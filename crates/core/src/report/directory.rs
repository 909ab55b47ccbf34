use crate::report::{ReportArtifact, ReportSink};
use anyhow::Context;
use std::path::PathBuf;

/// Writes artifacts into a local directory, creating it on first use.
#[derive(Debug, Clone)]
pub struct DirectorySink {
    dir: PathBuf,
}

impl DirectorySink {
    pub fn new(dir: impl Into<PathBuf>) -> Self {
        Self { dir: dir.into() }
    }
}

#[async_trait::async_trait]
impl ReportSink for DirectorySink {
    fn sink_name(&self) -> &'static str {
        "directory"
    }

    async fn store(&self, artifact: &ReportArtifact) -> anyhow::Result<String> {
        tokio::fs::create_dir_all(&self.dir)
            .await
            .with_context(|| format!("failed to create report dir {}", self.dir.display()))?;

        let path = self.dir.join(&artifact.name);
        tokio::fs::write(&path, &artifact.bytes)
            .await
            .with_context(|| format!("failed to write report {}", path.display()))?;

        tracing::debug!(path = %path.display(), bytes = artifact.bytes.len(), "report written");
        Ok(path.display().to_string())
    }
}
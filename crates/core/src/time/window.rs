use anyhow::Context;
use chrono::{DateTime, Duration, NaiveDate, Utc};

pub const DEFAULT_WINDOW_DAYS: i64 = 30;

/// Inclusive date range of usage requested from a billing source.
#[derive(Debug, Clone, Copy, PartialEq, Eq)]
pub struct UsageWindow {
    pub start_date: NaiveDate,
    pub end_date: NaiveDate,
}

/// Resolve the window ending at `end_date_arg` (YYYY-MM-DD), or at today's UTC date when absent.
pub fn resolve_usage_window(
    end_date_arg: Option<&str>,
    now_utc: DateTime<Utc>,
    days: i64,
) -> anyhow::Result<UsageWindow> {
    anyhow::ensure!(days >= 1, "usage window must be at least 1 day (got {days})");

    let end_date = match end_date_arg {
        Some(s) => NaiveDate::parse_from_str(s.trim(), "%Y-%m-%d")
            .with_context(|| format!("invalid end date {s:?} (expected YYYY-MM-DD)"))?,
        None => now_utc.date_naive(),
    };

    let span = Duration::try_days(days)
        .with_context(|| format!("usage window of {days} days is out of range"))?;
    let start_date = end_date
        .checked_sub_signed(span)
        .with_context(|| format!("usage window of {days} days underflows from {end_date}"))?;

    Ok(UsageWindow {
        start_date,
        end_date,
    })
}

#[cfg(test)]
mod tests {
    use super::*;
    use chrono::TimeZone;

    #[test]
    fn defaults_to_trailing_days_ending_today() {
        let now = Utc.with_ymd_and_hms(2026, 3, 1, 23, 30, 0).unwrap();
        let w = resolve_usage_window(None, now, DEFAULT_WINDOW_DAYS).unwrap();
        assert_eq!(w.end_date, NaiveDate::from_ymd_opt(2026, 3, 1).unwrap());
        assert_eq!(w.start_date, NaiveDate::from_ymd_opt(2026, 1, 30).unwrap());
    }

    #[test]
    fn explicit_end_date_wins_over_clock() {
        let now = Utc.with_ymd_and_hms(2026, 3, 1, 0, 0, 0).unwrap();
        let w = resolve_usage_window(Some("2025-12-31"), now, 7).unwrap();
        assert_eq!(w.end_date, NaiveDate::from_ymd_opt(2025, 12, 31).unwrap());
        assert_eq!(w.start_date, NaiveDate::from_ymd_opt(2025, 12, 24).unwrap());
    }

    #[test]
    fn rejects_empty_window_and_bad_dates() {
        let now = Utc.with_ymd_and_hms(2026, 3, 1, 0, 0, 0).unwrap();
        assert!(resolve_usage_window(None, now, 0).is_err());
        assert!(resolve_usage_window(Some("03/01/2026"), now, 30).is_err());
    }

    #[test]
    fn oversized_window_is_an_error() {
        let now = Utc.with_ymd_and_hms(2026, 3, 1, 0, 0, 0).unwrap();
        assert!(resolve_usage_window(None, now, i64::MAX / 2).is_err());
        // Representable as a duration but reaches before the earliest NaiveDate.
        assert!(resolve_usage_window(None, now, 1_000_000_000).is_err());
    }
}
...
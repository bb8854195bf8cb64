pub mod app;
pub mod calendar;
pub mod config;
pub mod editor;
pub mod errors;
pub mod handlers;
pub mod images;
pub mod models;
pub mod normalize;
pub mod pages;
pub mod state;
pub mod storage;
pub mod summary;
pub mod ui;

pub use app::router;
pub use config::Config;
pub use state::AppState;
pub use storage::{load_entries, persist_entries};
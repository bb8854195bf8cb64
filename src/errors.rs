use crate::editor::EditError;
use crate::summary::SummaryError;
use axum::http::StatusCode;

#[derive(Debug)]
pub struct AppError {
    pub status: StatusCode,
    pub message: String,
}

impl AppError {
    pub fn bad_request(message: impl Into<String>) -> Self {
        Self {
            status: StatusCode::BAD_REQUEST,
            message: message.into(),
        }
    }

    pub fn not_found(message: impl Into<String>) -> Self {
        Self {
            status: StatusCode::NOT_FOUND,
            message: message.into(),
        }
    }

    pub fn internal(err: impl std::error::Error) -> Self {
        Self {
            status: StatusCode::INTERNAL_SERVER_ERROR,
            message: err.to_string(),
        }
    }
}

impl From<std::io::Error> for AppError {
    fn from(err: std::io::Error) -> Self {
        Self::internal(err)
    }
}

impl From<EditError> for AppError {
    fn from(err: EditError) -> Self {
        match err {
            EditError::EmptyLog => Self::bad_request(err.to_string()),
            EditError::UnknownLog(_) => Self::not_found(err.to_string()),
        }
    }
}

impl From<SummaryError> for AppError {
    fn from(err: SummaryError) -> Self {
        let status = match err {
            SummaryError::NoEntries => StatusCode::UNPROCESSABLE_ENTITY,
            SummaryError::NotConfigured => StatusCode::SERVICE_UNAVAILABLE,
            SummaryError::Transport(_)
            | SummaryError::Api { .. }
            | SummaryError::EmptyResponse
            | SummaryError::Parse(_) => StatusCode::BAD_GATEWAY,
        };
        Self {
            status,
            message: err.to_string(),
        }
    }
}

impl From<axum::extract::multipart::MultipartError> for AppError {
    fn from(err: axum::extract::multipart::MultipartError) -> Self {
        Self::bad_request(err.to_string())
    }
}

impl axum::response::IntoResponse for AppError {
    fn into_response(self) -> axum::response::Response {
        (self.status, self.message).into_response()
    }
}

* **THE PROBLEM**:
Return each line from the records that includes the word "failed".

* **COMPLETED EXERCISE**:
            .with_context(|| format!("failed to create report dir {}", self.dir.display()))?;
            .with_context(|| format!("failed to write report {}", path.display()))?;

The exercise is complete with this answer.